## [Listed records]
==*==

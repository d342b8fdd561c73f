//! Ordered container of child widgets.
//!
//! A [`Group`] owns a logical sequence of items and keeps their nodes attached
//! to one container node in the same order. Item identity is the item's root
//! node: adding an item whose node is already present moves it instead of
//! duplicating it.
//!
//! # Example
//!
//! ```ignore
//! let mut group = Group::new(&ctx, container.node());
//! group.add_items(vec![a, b], None);  // [a, b]
//! group.add_items(vec![c], Some(0));  // [c, a, b]
//! let removed = group.remove_items(&[a_node]); // [c, b], `a` handed back for reuse
//! ```

use std::sync::Arc;

use trellis_core::alloc::HashSet;
use trellis_core::{Document, NodeId};

use crate::context::UiContext;

/// An item that can live in a [`Group`].
pub trait GroupItem {
    /// Root node of the item; doubles as its identity.
    fn node(&self) -> NodeId;
}

/// Ordered, indexed collection of items attached under one container node.
pub struct Group<T: GroupItem> {
    document: Arc<dyn Document>,
    container: NodeId,
    items: Vec<T>,
    /// Attached nodes, always in the same order as `items`.
    nodes: Vec<NodeId>,
}

impl<T: GroupItem> Group<T> {
    pub fn new(ctx: &UiContext, container: NodeId) -> Self {
        Self {
            document: ctx.document().clone(),
            container,
            items: Vec::new(),
            nodes: Vec::new(),
        }
    }

    pub fn container(&self) -> NodeId {
        self.container
    }

    pub fn items(&self) -> &[T] {
        &self.items
    }

    pub fn items_mut(&mut self) -> &mut [T] {
        &mut self.items
    }

    /// Nodes of the items in display order.
    pub fn nodes(&self) -> &[NodeId] {
        &self.nodes
    }

    pub fn len(&self) -> usize {
        self.items.len()
    }

    pub fn is_empty(&self) -> bool {
        self.items.is_empty()
    }

    pub fn position(&self, node: NodeId) -> Option<usize> {
        self.nodes.iter().position(|n| *n == node)
    }

    pub fn get(&self, node: NodeId) -> Option<&T> {
        self.position(node).map(|i| &self.items[i])
    }

    pub fn get_mut(&mut self, node: NodeId) -> Option<&mut T> {
        self.position(node).map(move |i| &mut self.items[i])
    }

    pub fn iter(&self) -> std::slice::Iter<'_, T> {
        self.items.iter()
    }

    pub fn iter_mut(&mut self) -> std::slice::IterMut<'_, T> {
        self.items.iter_mut()
    }

    /// Insert `items` at `index`, appending when `index` is `None` or past the end.
    ///
    /// An item already in the group is moved: its old slot is dropped first and,
    /// if that slot preceded `index`, the index shifts down by one. A node
    /// repeated within `items` is inserted once, at its first occurrence.
    pub fn add_items(&mut self, items: Vec<T>, index: Option<usize>) {
        let mut index = index;
        let mut seen = HashSet::default();
        let items: Vec<T> = items.into_iter().filter(|item| seen.insert(item.node())).collect();

        for item in &items {
            let node = item.node();
            if let Some(pos) = self.position(node) {
                self.items.remove(pos);
                self.nodes.remove(pos);
                self.document.detach(node);
                if let Some(i) = index.as_mut()
                    && pos < *i
                {
                    *i -= 1;
                }
            }
        }

        let at = match index {
            Some(i) if i < self.items.len() => i,
            _ => self.items.len(),
        };

        match self.nodes.get(at).copied() {
            Some(reference) => {
                for item in &items {
                    self.document
                        .insert_before(self.container, item.node(), reference);
                }
            }
            None => {
                for item in &items {
                    self.document.append_child(self.container, item.node());
                }
            }
        }

        let nodes: Vec<NodeId> = items.iter().map(GroupItem::node).collect();
        self.nodes.splice(at..at, nodes);
        self.items.splice(at..at, items);
    }

    /// Detach the items with the given nodes and hand them back.
    pub fn remove_items(&mut self, nodes: &[NodeId]) -> Vec<T> {
        let mut removed = Vec::new();
        for node in nodes {
            if let Some(pos) = self.position(*node) {
                self.nodes.remove(pos);
                self.document.detach(*node);
                removed.push(self.items.remove(pos));
            }
        }
        removed
    }

    /// Detach every item and hand them back in order.
    pub fn clear_items(&mut self) -> Vec<T> {
        for node in self.nodes.drain(..) {
            self.document.detach(node);
        }
        std::mem::take(&mut self.items)
    }
}

impl<'a, T: GroupItem> IntoIterator for &'a Group<T> {
    type Item = &'a T;
    type IntoIter = std::slice::Iter<'a, T>;

    fn into_iter(self) -> Self::IntoIter {
        self.items.iter()
    }
}

impl<T: GroupItem> std::fmt::Debug for Group<T> {
    fn fmt(&self, f: &mut std::fmt::Formatter<'_>) -> std::fmt::Result {
        f.debug_struct("Group")
            .field("container", &self.container)
            .field("nodes", &self.nodes)
            .finish()
    }
}

#[cfg(test)]
mod tests {
    use super::*;
    use trellis_core::RenderTarget;
    use trellis_test_utils::MockDocument;

    #[derive(Debug)]
    struct Item {
        node: NodeId,
        name: &'static str,
    }

    impl GroupItem for Item {
        fn node(&self) -> NodeId {
            self.node
        }
    }

    fn setup() -> (Arc<MockDocument>, Group<Item>) {
        let doc = Arc::new(MockDocument::new());
        let ctx = UiContext::new(doc.clone());
        let container = doc.create_element("div");
        (doc, Group::new(&ctx, container))
    }

    fn item(doc: &MockDocument, name: &'static str) -> Item {
        Item {
            node: doc.create_element("div"),
            name,
        }
    }

    fn names(group: &Group<Item>) -> Vec<&'static str> {
        group.iter().map(|i| i.name).collect()
    }

    fn assert_in_sync(doc: &MockDocument, group: &Group<Item>) {
        let logical: Vec<NodeId> = group.iter().map(|i| i.node).collect();
        assert_eq!(group.nodes(), logical.as_slice());
        assert_eq!(doc.children(group.container()), logical);
    }

    #[test]
    fn test_append_and_insert() {
        let (doc, mut group) = setup();
        let a = item(&doc, "a");
        let b = item(&doc, "b");
        let c = item(&doc, "c");
        let d = item(&doc, "d");

        group.add_items(vec![a, b], None);
        group.add_items(vec![c], Some(0));
        group.add_items(vec![d], Some(2));

        assert_eq!(names(&group), vec!["c", "a", "d", "b"]);
        assert_in_sync(&doc, &group);
    }

    #[test]
    fn test_index_past_end_appends() {
        let (doc, mut group) = setup();
        let a = item(&doc, "a");
        let b = item(&doc, "b");
        group.add_items(vec![a], None);
        group.add_items(vec![b], Some(10));

        assert_eq!(names(&group), vec!["a", "b"]);
        assert_in_sync(&doc, &group);
    }

    #[test]
    fn test_re_adding_moves_item() {
        let (doc, mut group) = setup();
        let a = item(&doc, "a");
        let b = item(&doc, "b");
        let c = item(&doc, "c");
        let a_node = a.node;
        group.add_items(vec![a, b, c], None);

        // Same identity handed back in: "a" moves to just before "c".
        group.add_items(vec![Item { node: a_node, name: "a" }], Some(2));

        assert_eq!(names(&group), vec!["b", "a", "c"]);
        assert_eq!(group.len(), 3);
        assert_in_sync(&doc, &group);
    }

    #[test]
    fn test_remove_detaches_without_destroying() {
        let (doc, mut group) = setup();
        let a = item(&doc, "a");
        let b = item(&doc, "b");
        let b_node = b.node;
        group.add_items(vec![a, b], None);

        let removed = group.remove_items(&[b_node]);
        assert_eq!(removed.len(), 1);
        assert_eq!(removed[0].name, "b");
        assert!(!doc.is_removed(b_node));
        assert_eq!(doc.parent(b_node), None);
        assert_in_sync(&doc, &group);

        // Reuse the detached item
        group.add_items(removed, Some(0));
        assert_eq!(names(&group), vec!["b", "a"]);
        assert_in_sync(&doc, &group);
    }

    #[test]
    fn test_clear_items() {
        let (doc, mut group) = setup();
        let a = item(&doc, "a");
        let b = item(&doc, "b");
        group.add_items(vec![a, b], None);

        let cleared = group.clear_items();
        assert_eq!(cleared.len(), 2);
        assert!(group.is_empty());
        assert_in_sync(&doc, &group);
    }

    #[test]
    fn test_repeated_node_in_batch_added_once() {
        let (doc, mut group) = setup();
        let a = item(&doc, "a");
        let b = item(&doc, "b");
        let a_node = a.node;

        group.add_items(vec![a, b, Item { node: a_node, name: "again" }], None);

        assert_eq!(names(&group), vec!["a", "b"]);
        assert_in_sync(&doc, &group);
    }

    #[test]
    fn test_mixed_sequence_stays_in_sync() {
        let (doc, mut group) = setup();
        let items: Vec<Item> = ["a", "b", "c", "d", "e"]
            .into_iter()
            .map(|n| item(&doc, n))
            .collect();
        let nodes: Vec<NodeId> = items.iter().map(|i| i.node).collect();
        group.add_items(items, None);

        let removed = group.remove_items(&[nodes[1], nodes[3]]);
        assert_in_sync(&doc, &group);
        group.add_items(removed, Some(1));
        assert_in_sync(&doc, &group);
        group.add_items(vec![Item { node: nodes[4], name: "e" }], Some(0));
        assert_in_sync(&doc, &group);

        assert_eq!(names(&group), vec!["e", "a", "b", "d", "c"]);
    }
}
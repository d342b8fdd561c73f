use std::time::Duration;

use tracing::trace;
use trellis_core::{ListenKind, ListenTarget, ListenerId, NodeId};

use crate::clip::Clippable;
use crate::context::UiContext;
use crate::event::{Emitter, Key, KeyEvent, PointerEvent};
use crate::select::option::{OptionValue, OptionWidget};
use crate::select::select::{Direction, SelectEvent, SelectWidget};
use crate::timer::Timer;
use crate::widget::{Widget, WidgetBase};

/// Configuration for a [`MenuWidget`].
#[derive(Debug, Clone, Copy, Default)]
pub struct MenuConfig {
    /// Input node that receives key presses for the menu. Without one the menu
    /// is isolated and listens on the window instead.
    pub input: Option<NodeId>,
    /// Node the menu is positioned directly below, matching its width.
    pub anchor: Option<NodeId>,
}

/// Stages of the confirmation flash played after a selection.
#[derive(Debug, Clone, Copy, PartialEq, Eq)]
enum Flash {
    Idle,
    /// Highlight removed from the chosen item.
    Off(NodeId),
    /// Highlight restored; the menu hides when the timer fires.
    On,
}

/// A select list shown as a transient, clipped overlay.
///
/// Visible menus answer key presses: Enter selects the current item, Up and
/// Down move the highlight, Escape dismisses. Selecting an item flashes it and
/// hides the menu; the host drives the flash through [`update`](Self::update).
#[derive(Debug)]
pub struct MenuWidget<D: OptionValue> {
    select: SelectWidget<D>,
    clippable: Clippable,
    config: MenuConfig,
    visible: bool,
    previous_focus: Option<NodeId>,
    key_listener: Option<ListenerId>,
    resize_listener: Option<ListenerId>,
    flash: Flash,
    flash_timer: Timer,
    flash_interval: Duration,
}

impl<D: OptionValue> MenuWidget<D> {
    pub fn new(ctx: &UiContext, config: MenuConfig) -> Self {
        let select = SelectWidget::with_class(ctx, "trellis-menu");
        select.element().hide();
        if config.anchor.is_some() {
            select.element().add_class("trellis-menu-anchored");
        }
        let clippable = Clippable::new(ctx, select.element().node());
        Self {
            select,
            clippable,
            config,
            visible: false,
            previous_focus: None,
            key_listener: None,
            resize_listener: None,
            flash: Flash::Idle,
            flash_timer: Timer::idle(),
            flash_interval: ctx.config().flash_interval,
        }
    }

    pub fn select(&self) -> &SelectWidget<D> {
        &self.select
    }

    pub fn select_mut(&mut self) -> &mut SelectWidget<D> {
        &mut self.select
    }

    pub fn events_mut(&mut self) -> &mut Emitter<SelectEvent<D>> {
        self.select.events_mut()
    }

    pub fn is_visible(&self) -> bool {
        self.visible
    }

    pub fn is_isolated(&self) -> bool {
        self.config.input.is_none()
    }

    pub fn is_flashing(&self) -> bool {
        self.flash != Flash::Idle
    }

    pub fn add_items(&mut self, items: Vec<OptionWidget<D>>, index: Option<usize>) {
        self.select.add_items(items, index);
    }

    pub fn remove_items(&mut self, nodes: &[NodeId]) -> Vec<OptionWidget<D>> {
        let removed = self.select.remove_items(nodes);
        if self.select.is_empty() {
            self.hide();
        }
        removed
    }

    pub fn clear_items(&mut self) -> Vec<OptionWidget<D>> {
        self.select.clear_items()
    }

    /// Select `item` and close the menu.
    ///
    /// Selecting an item plays the flash first; the menu is disabled until it
    /// finishes. Selecting nothing hides immediately.
    pub fn select_item(&mut self, item: Option<NodeId>) {
        self.select.select_item(item);
        if self.select.is_disabled() {
            return;
        }
        match item {
            Some(node) => {
                self.select.set_disabled(true);
                if let Some(option) = self.select.item(node) {
                    option.show_highlight(false);
                }
                self.flash = Flash::Off(node);
                self.flash_timer.start(self.flash_interval);
            }
            None => self.hide(),
        }
    }

    /// Advance the selection flash.
    pub fn update(&mut self, dt: Duration) {
        if !self.flash_timer.advance(dt) {
            return;
        }
        match self.flash {
            Flash::Off(node) => {
                if let Some(option) = self.select.item(node) {
                    option.show_highlight(true);
                }
                self.flash = Flash::On;
                self.flash_timer.start(self.flash_interval);
            }
            Flash::On => {
                self.flash = Flash::Idle;
                self.hide();
                self.select.set_disabled(false);
            }
            Flash::Idle => {}
        }
    }

    /// Show the menu if it has any items.
    pub fn show(&mut self) {
        if self.select.is_empty() {
            return;
        }
        let element = self.select.element();
        let document = element.document().clone();
        element.show();
        self.visible = true;

        if self.key_listener.is_none() {
            let target = match self.config.input {
                Some(input) => ListenTarget::Node(input),
                None => ListenTarget::Window,
            };
            self.key_listener = Some(document.listen(target, ListenKind::KeyDown));
        }
        if self.is_isolated() && self.previous_focus.is_none() {
            self.previous_focus = document.focused();
            element.focus();
        }
        if self.config.anchor.is_some() {
            self.position();
            if self.resize_listener.is_none() {
                self.resize_listener = Some(document.listen(ListenTarget::Window, ListenKind::Resize));
            }
        }
        self.clippable.set_clipping(true);
    }

    pub fn hide(&mut self) {
        let element = self.select.element();
        let document = element.document().clone();
        element.hide();
        self.visible = false;

        if let Some(listener) = self.key_listener.take() {
            document.unlisten(listener);
        }
        if let Some(listener) = self.resize_listener.take() {
            document.unlisten(listener);
        }
        if self.is_isolated()
            && let Some(previous) = self.previous_focus.take()
        {
            document.focus(previous);
        }
        self.clippable.set_clipping(false);
    }

    pub fn toggle(&mut self, show: bool) {
        if show {
            self.show();
        } else {
            self.hide();
        }
    }

    /// Place the menu directly below its anchor with the anchor's width.
    pub fn position(&mut self) {
        let Some(anchor) = self.config.anchor else {
            return;
        };
        let element = self.select.element();
        let bounds = element.document().bounding_box(anchor);
        element.set_style("left", Some(&format!("{}px", bounds.x)));
        element.set_style("top", Some(&format!("{}px", bounds.y + bounds.height)));
        element.set_style("width", Some(&format!("{}px", bounds.width)));
    }

    /// Viewport resized or the scroll container scrolled.
    pub fn handle_resize(&mut self) {
        if !self.visible {
            return;
        }
        self.position();
        self.clippable.clip();
    }

    pub fn handle_key(&mut self, event: &KeyEvent) -> bool {
        if !self.visible || self.select.is_disabled() {
            return false;
        }
        let current = self
            .select
            .highlighted_item()
            .or_else(|| self.select.selected_item());

        let next = match event.key {
            Key::Enter => {
                self.select_item(current);
                return true;
            }
            Key::Up => self.select.relative_selectable_item(current, Direction::Backward),
            Key::Down => self.select.relative_selectable_item(current, Direction::Forward),
            Key::Escape => {
                if let Some(node) = current
                    && let Some(option) = self.select.item_mut(node)
                {
                    option.set_highlighted(false);
                }
                self.hide();
                return true;
            }
            _ => return false,
        };

        if next.is_some() {
            trace!("Menu highlight moved");
            self.select.highlight_item(next);
        }
        true
    }

    /// Pointer input; a release commits through the flashing [`select_item`](Self::select_item).
    pub fn handle_pointer(&mut self, event: &PointerEvent) -> bool {
        let (handled, commit) = self.select.track_pointer(event);
        if commit.is_some() {
            self.select_item(commit);
        }
        handled
    }

    pub fn destroy(mut self) {
        self.hide();
        self.select.destroy();
    }
}

impl<D: OptionValue> Widget for MenuWidget<D> {
    fn base(&self) -> &WidgetBase {
        self.select.base()
    }

    fn base_mut(&mut self) -> &mut WidgetBase {
        self.select.base_mut()
    }

    fn debug_name(&self) -> &str {
        "MenuWidget"
    }

    fn as_clippable(&self) -> Option<&Clippable> {
        Some(&self.clippable)
    }

    fn as_clippable_mut(&mut self) -> Option<&mut Clippable> {
        Some(&mut self.clippable)
    }
}
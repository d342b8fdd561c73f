//! Trellis Core
//!
//! Shared foundations for the Trellis widget framework: the capabilities a host
//! environment must provide (render target, geometry queries, event sources and
//! cancellable requests), geometry primitives, configuration and logging setup.

pub mod alloc;
pub mod config;
pub mod geometry;
pub mod host;
pub mod io;
pub mod logging;
pub mod math;

pub use config::Config;
pub use host::{
    Document, EventSource, GeometrySource, ListenKind, ListenTarget, ListenerId, NodeId,
    RenderTarget,
};
pub use io::{Request, RequestError, RequestSource};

==*==

## [What you are asked to do]
Starting from the top of the records and ending at the line that contains "the item's root", repeat each line exactly and return only those lines.

## [Output]
repository d342b8fdd561c73f
//! Ordered container of child widgets.
//!
//! A [`Group`] owns a logical sequence of items and keeps their nodes attached
//! to one container node in the same order. Item identity is the item's root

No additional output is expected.